O preconceito x rosa choque

Na cidade de Lula, no país do rosa choque de Rita Lee, numa universidade, no dia 22 de outubro, a estudante Geysi Arruda teve que sair escoltada pela Polícia Militar para livrar-se de agressões de seus colegas. Ela usava um vestido curto e justo, o que motivou expressões de bárbaro preconceito e discriminação.
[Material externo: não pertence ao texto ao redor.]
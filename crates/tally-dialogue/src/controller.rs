// SPDX-FileCopyrightText: 2026 Tally Contributors
// SPDX-License-Identifier: MIT OR Apache-2.0

//! The dialogue state machine.
//!
//! [`DialogueController::handle`] is invoked once per inbound event. It
//! loads the chat's [`Flow`], routes the event either into the active guided
//! step or through intent extraction, persists the next state, and replies.
//! Handling never fails from the caller's point of view: every error ends in
//! a chat message and a recoverable state.

use std::sync::Arc;

use chrono::{NaiveDate, TimeDelta, Utc};
use tally_config::model::DialogueConfig;
use tally_core::{
    ActionTag, Category, ChannelAdapter, ChannelEvent, ChatId, ConversationStore, ExpenseDraft,
    Intent, LedgerStore, MediaPayload, MediaReader, NewExpense, PaymentKind, PaymentMethod,
    StateKey, TallyError,
};
use tally_intent::{ExtractionContext, IntentExtractor};
use tracing::{debug, error, info, warn};

use crate::callback::{Callback, MenuEntry};
use crate::executor::{ActionExecutor, Prepared};
use crate::flow::{DraftSource, Flow, NONE_STATE, PendingAction};
use crate::format;
use crate::input::{confirmation_reply, is_cancel_command, is_skip, parse_amount};
use crate::keyboards;
use crate::locks::ChatLocks;
use crate::reply::{Reply, deliver};
use crate::report::Period;

/// One event being handled.
struct Turn<'a> {
    channel: &'a dyn ChannelAdapter,
    chat: ChatId,
    key: StateKey,
}

/// Channel-agnostic dialogue engine shared by every adapter.
pub struct DialogueController {
    executor: ActionExecutor,
    states: Arc<dyn ConversationStore>,
    extractor: Arc<IntentExtractor>,
    media: Option<Arc<dyn MediaReader>>,
    settings: DialogueConfig,
    locks: ChatLocks,
}
// SPDX-FileCopyrightText: 2026 Tally Contributors
// SPDX-License-Identifier: MIT OR Apache-2.0

//! Post-deserialization validation for configuration values.
//!
//! Validates semantic constraints that cannot be expressed via serde attributes,
//! such as valid host names, non-empty paths, and positive timeouts.

use crate::diagnostic::ConfigError;
use crate::model::TallyConfig;

/// Validate a deserialized configuration for semantic correctness.
///
/// Returns `Ok(())` if all validations pass, or `Err(Vec<ConfigError>)` with
/// all collected validation errors (does not fail fast).
pub fn validate_config(config: &TallyConfig) -> Result<(), Vec<ConfigError>> {
    let mut errors = Vec::new();
    let mut fail = |message: String| errors.push(ConfigError::Validation { message });

    let host = config.gateway.host.trim();
    if host.is_empty() {
        fail("gateway.host must not be empty".to_string());
    } else {
        let is_valid_ip = host.parse::<std::net::IpAddr>().is_ok();
        let is_valid_hostname = host
            .chars()
            .all(|c| c.is_alphanumeric() || c == '.' || c == '-' || c == ':');
        if !is_valid_ip && !is_valid_hostname {
            fail(format!(
                "gateway.host `{host}` is not a valid IP address or hostname"
            ));
        }
    }

    if config.gateway.port == 0 {
        fail("gateway.port must not be 0".to_string());
    }

    if config.storage.database_path.trim().is_empty() {
        fail("storage.database_path must not be empty".to_string());
    }

    if config.intent.timeout_secs == 0 {
        fail("intent.timeout_secs must be greater than 0".to_string());
    }

    for (i, provider) in config.intent.providers.iter().enumerate() {
        if provider.model.trim().is_empty() {
            fail(format!("intent.providers[{i}].model must not be empty"));
        }
        if let Some(url) = &provider.base_url
            && !url.starts_with("http")
        {
            fail(format!(
                "intent.providers[{i}].base_url `{url}` must start with http:// or https://"
            ));
        }
    }

    if config.media.enabled && config.media.api_key.as_deref().is_none_or(str::is_empty) {
        fail("media.api_key is required when media.enabled = true".to_string());
    }

    if config.dialogue.recent_expenses_limit == 0 {
        fail("dialogue.recent_expenses_limit must be greater than 0".to_string());
    }

    if config.dialogue.default_category.trim().is_empty() {
        fail("dialogue.default_category must not be empty".to_string());
    }

    if errors.is_empty() {
        Ok(())
    } else {
        Err(errors)
    }
}
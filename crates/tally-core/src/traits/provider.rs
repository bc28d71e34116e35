// SPDX-FileCopyrightText: 2026 Tally Contributors
// SPDX-License-Identifier: MIT OR Apache-2.0

//! Provider adapter trait for LLM provider integrations (Anthropic, OpenAI).

use async_trait::async_trait;

use crate::error::TallyError;
use crate::traits::adapter::PluginAdapter;
use crate::types::{CompletionRequest, CompletionResponse};

/// Adapter for a language model API used for intent classification.
#[async_trait]
pub trait ProviderAdapter: PluginAdapter {
    /// Sends a completion request and returns the full response.
    async fn complete(&self, request: CompletionRequest)
    -> Result<CompletionResponse, TallyError>;
}
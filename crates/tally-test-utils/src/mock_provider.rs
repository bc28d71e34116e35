// SPDX-FileCopyrightText: 2026 Tally Contributors
// SPDX-License-Identifier: MIT OR Apache-2.0

//! Scripted provider and media reader for deterministic testing.
//!
//! `MockProvider` implements `ProviderAdapter` with pre-configured JSON
//! replies so intent extraction runs its real parsing path without any
//! external API calls.

use std::collections::VecDeque;
use std::time::Duration;

use async_trait::async_trait;
use tokio::sync::Mutex;

use tally_core::{
    AdapterType, CompletionRequest, CompletionResponse, ExpenseDraft, HealthStatus, MediaPayload,
    MediaReader, PluginAdapter, ProviderAdapter, TallyError,
};

/// Reply used when the queue runs dry.
const DEFAULT_REPLY: &str = r#"{"action":"unknown"}"#;

/// A mock LLM provider that returns queued responses.
///
/// Responses are popped from a FIFO queue. `Err` entries surface as
/// provider errors. When the queue is empty an `unknown` intent is returned.
pub struct MockProvider {
    responses: Mutex<VecDeque<Result<String, String>>>,
    prompts: Mutex<Vec<String>>,
    latency: Mutex<Duration>,
}

impl MockProvider {
    pub fn new() -> Self {
        Self {
            responses: Mutex::new(VecDeque::new()),
            prompts: Mutex::new(Vec::new()),
            latency: Mutex::new(Duration::ZERO),
        }
    }

    /// Create a mock provider pre-loaded with the given responses.
    pub fn with_responses(responses: Vec<String>) -> Self {
        Self {
            responses: Mutex::new(responses.into_iter().map(Ok).collect()),
            prompts: Mutex::new(Vec::new()),
            latency: Mutex::new(Duration::ZERO),
        }
    }

    pub async fn add_response(&self, text: impl Into<String>) {
        self.responses.lock().await.push_back(Ok(text.into()));
    }

    /// Queue a failed completion.
    pub async fn add_failure(&self, message: impl Into<String>) {
        self.responses.lock().await.push_back(Err(message.into()));
    }

    /// Delay every completion by `latency`, like a slow model.
    pub async fn set_latency(&self, latency: Duration) {
        *self.latency.lock().await = latency;
    }

    /// User prompts received, in order.
    pub async fn prompts(&self) -> Vec<String> {
        self.prompts.lock().await.clone()
    }

    pub async fn remaining(&self) -> usize {
        self.responses.lock().await.len()
    }
}

impl Default for MockProvider {
    fn default() -> Self {
        Self::new()
    }
}

#[async_trait]
impl PluginAdapter for MockProvider {
    fn name(&self) -> &str {
        "mock-provider"
    }

    fn version(&self) -> semver::Version {
        semver::Version::new(0, 1, 0)
    }

    fn adapter_type(&self) -> AdapterType {
        AdapterType::Provider
    }

    async fn health_check(&self) -> Result<HealthStatus, TallyError> {
        Ok(HealthStatus::Healthy)
    }

    async fn shutdown(&self) -> Result<(), TallyError> {
        Ok(())
    }
}

#[async_trait]
impl ProviderAdapter for MockProvider {
    async fn complete(
        &self,
        request: CompletionRequest,
    ) -> Result<CompletionResponse, TallyError> {
        self.prompts.lock().await.push(request.prompt);
        let latency = *self.latency.lock().await;
        if !latency.is_zero() {
            tokio::time::sleep(latency).await;
        }
        let next = self
            .responses
            .lock()
            .await
            .pop_front()
            .unwrap_or_else(|| Ok(DEFAULT_REPLY.to_string()));
        match next {
            Ok(text) => Ok(CompletionResponse {
                text,
                model: "mock-model".to_string(),
            }),
            Err(message) => Err(TallyError::provider(message)),
        }
    }
}

/// A media reader with queued receipt drafts and transcripts.
#[derive(Default)]
pub struct MockMediaReader {
    receipts: Mutex<VecDeque<Result<ExpenseDraft, String>>>,
    transcripts: Mutex<VecDeque<Result<String, String>>>,
    seen: Mutex<Vec<String>>,
}

impl MockMediaReader {
    pub fn new() -> Self {
        Self::default()
    }

    pub async fn add_receipt(&self, draft: ExpenseDraft) {
        self.receipts.lock().await.push_back(Ok(draft));
    }

    pub async fn add_receipt_failure(&self, message: impl Into<String>) {
        self.receipts.lock().await.push_back(Err(message.into()));
    }

    pub async fn add_transcript(&self, text: impl Into<String>) {
        self.transcripts.lock().await.push_back(Ok(text.into()));
    }

    pub async fn add_transcript_failure(&self, message: impl Into<String>) {
        self.transcripts.lock().await.push_back(Err(message.into()));
    }

    /// MIME types of every payload received.
    pub async fn seen(&self) -> Vec<String> {
        self.seen.lock().await.clone()
    }
}

#[async_trait]
impl PluginAdapter for MockMediaReader {
    fn name(&self) -> &str {
        "mock-media"
    }

    fn version(&self) -> semver::Version {
        semver::Version::new(0, 1, 0)
    }

    fn adapter_type(&self) -> AdapterType {
        AdapterType::Media
    }

    async fn health_check(&self) -> Result<HealthStatus, TallyError> {
        Ok(HealthStatus::Healthy)
    }

    async fn shutdown(&self) -> Result<(), TallyError> {
        Ok(())
    }
}

#[async_trait]
impl MediaReader for MockMediaReader {
    async fn read_receipt(&self, image: &MediaPayload) -> Result<ExpenseDraft, TallyError> {
        self.seen.lock().await.push(image.mime_type.clone());
        match self.receipts.lock().await.pop_front() {
            Some(Ok(draft)) => Ok(draft),
            Some(Err(message)) => Err(TallyError::provider(message)),
            None => Ok(ExpenseDraft::default()),
        }
    }

    async fn transcribe(&self, audio: &MediaPayload) -> Result<String, TallyError> {
        self.seen.lock().await.push(audio.mime_type.clone());
        match self.transcripts.lock().await.pop_front() {
            Some(Ok(text)) => Ok(text),
            Some(Err(message)) => Err(TallyError::provider(message)),
            None => Ok(String::new()),
        }
    }
}
/// The projection operators usable inside `$project` and query projections.
pub(crate) mod projection {
    use super::*;
    use crate::util;

    /// `$elemMatch` keeps the first array element matching the criteria, or
    /// drops the field entirely.
    pub(crate) fn elem_match(doc: &Value, selector: &str, operand: &Value) -> Result<Value> {
        let resolved = path::resolve(doc, selector);
        let Value::Array(items) = resolved else {
            return Ok(Value::Undefined);
        };
        let query = Query::new(operand.clone())?;
        for item in items {
            if query.test(&item)? {
                return Ok(Value::Array(vec![item]));
            }
        }
        Ok(Value::Undefined)
    }

    /// Projection-form `$slice`: a count or a `[skip, limit]` pair.
    pub(crate) fn slice(doc: &Value, selector: &str, operand: &Value) -> Result<Value> {
        let resolved = path::resolve(doc, selector);
        let Value::Array(items) = resolved else {
            return Ok(Value::Undefined);
        };
        match operand {
            Value::Array(args) if args.len() == 2 => {
                match (args[0].as_i64(), args[1].as_i64()) {
                    (Some(skip), Some(limit)) => {
                        Ok(Value::Array(util::slice(&items, skip, Some(limit))))
                    }
                    _ => Err(Error::InvalidOperand(
                        "$slice positions must be numbers".to_string(),
                    )),
                }
            }
            other => match other.as_i64() {
                Some(n) => Ok(Value::Array(util::slice(&items, n, None))),
                None => Err(Error::InvalidOperand(
                    "$slice expects a count or [skip, limit]".to_string(),
                )),
            },
        }
    }

    fn std_dev(doc: &Value, operand: &Value, sampled: bool) -> Result<Value> {
        let value = expr::compute_value(doc, operand)?;
        let nums: Vec<f64> = match value {
            Value::Array(items) => items.iter().filter_map(Value::as_f64).collect(),
            other => other.as_f64().into_iter().collect(),
        };
        Ok(match util::stddev(&nums, sampled) {
            Some(sd) => Value::Float(sd),
            None => Value::Null,
        })
    }

    pub(crate) fn std_dev_pop(doc: &Value, _selector: &str, operand: &Value) -> Result<Value> {
        std_dev(doc, operand, false)
    }

    pub(crate) fn std_dev_samp(doc: &Value, _selector: &str, operand: &Value) -> Result<Value> {
        std_dev(doc, operand, true)
    }
}
//! Date operators. All extraction reads UTC; non-date input yields
//! `Undefined`.

use chrono::{DateTime, Datelike, Timelike, Utc};

use crate::error::{Error, Result};
use crate::expr::{self, EvalCtx, Expr};
use crate::value::Value;

fn date_operand(ctx: &EvalCtx, obj: &Value, expr: &Expr) -> Result<Option<DateTime<Utc>>> {
    match expr::compute(ctx, obj, expr)? {
        Value::DateTime(d) => Ok(Some(d)),
        _ => Ok(None),
    }
}

fn extract(
    ctx: &EvalCtx,
    obj: &Value,
    expr: &Expr,
    f: fn(&DateTime<Utc>) -> i64,
) -> Result<Value> {
    Ok(match date_operand(ctx, obj, expr)? {
        Some(d) => Value::Integer(f(&d)),
        None => Value::Undefined,
    })
}

pub fn year(ctx: &EvalCtx, obj: &Value, expr: &Expr) -> Result<Value> {
    extract(ctx, obj, expr, |d| d.year() as i64)
}

pub fn month(ctx: &EvalCtx, obj: &Value, expr: &Expr) -> Result<Value> {
    extract(ctx, obj, expr, |d| d.month() as i64)
}

pub fn day_of_month(ctx: &EvalCtx, obj: &Value, expr: &Expr) -> Result<Value> {
    extract(ctx, obj, expr, |d| d.day() as i64)
}

pub fn day_of_year(ctx: &EvalCtx, obj: &Value, expr: &Expr) -> Result<Value> {
    extract(ctx, obj, expr, |d| d.ordinal() as i64)
}

/// Day of week: 1 (Sunday) through 7 (Saturday).
pub fn day_of_week(ctx: &EvalCtx, obj: &Value, expr: &Expr) -> Result<Value> {
    extract(ctx, obj, expr, |d| {
        d.weekday().num_days_from_sunday() as i64 + 1
    })
}

/// ISO week number (weeks anchored on Thursday).
pub fn week(ctx: &EvalCtx, obj: &Value, expr: &Expr) -> Result<Value> {
    extract(ctx, obj, expr, |d| d.iso_week().week() as i64)
}

pub fn hour(ctx: &EvalCtx, obj: &Value, expr: &Expr) -> Result<Value> {
    extract(ctx, obj, expr, |d| d.hour() as i64)
}

pub fn minute(ctx: &EvalCtx, obj: &Value, expr: &Expr) -> Result<Value> {
    extract(ctx, obj, expr, |d| d.minute() as i64)
}

pub fn second(ctx: &EvalCtx, obj: &Value, expr: &Expr) -> Result<Value> {
    extract(ctx, obj, expr, |d| d.second() as i64)
}

pub fn millisecond(ctx: &EvalCtx, obj: &Value, expr: &Expr) -> Result<Value> {
    extract(ctx, obj, expr, |d| d.timestamp_subsec_millis() as i64)
}

/// `$dateToString` formats a date with a `%`-token table:
/// `%Y %m %d %H %M %S %L %j %w %U %%`. Unknown tokens pass through.
pub fn date_to_string(ctx: &EvalCtx, obj: &Value, expr: &Expr) -> Result<Value> {
    let Expr::Record(entries) = expr else {
        return Err(Error::InvalidOperand(
            "$dateToString expects { format, date }".to_string(),
        ));
    };
    let mut format = None;
    let mut date = None;
    for (key, sub) in entries {
        match key.as_str() {
            "format" => format = Some(sub),
            "date" => date = Some(sub),
            other => {
                return Err(Error::InvalidOperand(format!(
                    "$dateToString: unexpected argument {other}"
                )));
            }
        }
    }
    let (Some(format), Some(date)) = (format, date) else {
        return Err(Error::InvalidOperand(
            "$dateToString requires both format and date".to_string(),
        ));
    };
    let format = match expr::compute(ctx, obj, format)? {
        Value::String(s) => s,
        other => {
            return Err(Error::InvalidOperand(format!(
                "$dateToString format must be a string, got {}",
                other.type_name()
            )));
        }
    };
    let Some(d) = date_operand(ctx, obj, date)? else {
        return Ok(Value::Undefined);
    };

    let mut out = String::new();
    let mut chars = format.chars();
    while let Some(c) = chars.next() {
        if c != '%' {
            out.push(c);
            continue;
        }
        match chars.next() {
            Some('Y') => out.push_str(&format!("{:04}", d.year())),
            Some('m') => out.push_str(&format!("{:02}", d.month())),
            Some('d') => out.push_str(&format!("{:02}", d.day())),
            Some('H') => out.push_str(&format!("{:02}", d.hour())),
            Some('M') => out.push_str(&format!("{:02}", d.minute())),
            Some('S') => out.push_str(&format!("{:02}", d.second())),
            Some('L') => out.push_str(&format!("{:03}", d.timestamp_subsec_millis())),
            Some('j') => out.push_str(&format!("{:03}", d.ordinal())),
            Some('w') => out.push_str(&format!("{}", d.weekday().num_days_from_sunday() + 1)),
            Some('U') => out.push_str(&format!("{:02}", d.iso_week().week())),
            Some('%') => out.push('%'),
            Some(other) => {
                out.push('%');
                out.push(other);
            }
            None => out.push('%'),
        }
    }
    Ok(Value::String(out))
}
Ao invés de defendê-la e estabelecer punições aos agressores, neste caso rapazes e moças, a Universidade Bandeirantes (UNIBAN), campus de São Bernardo do Campo, recomendou a Geisy o uso de roupas mais discretas e a expulsou da Universidade, para depois, em face da repercussão negativa, revogar este ato.
O caso ganhou alcance nacional ao ser noticiado, sendo comparado ao tempo das fogueiras da Idade Média, quando as mulheres eram queimadas por sua sabedoria e por sua forma de vida.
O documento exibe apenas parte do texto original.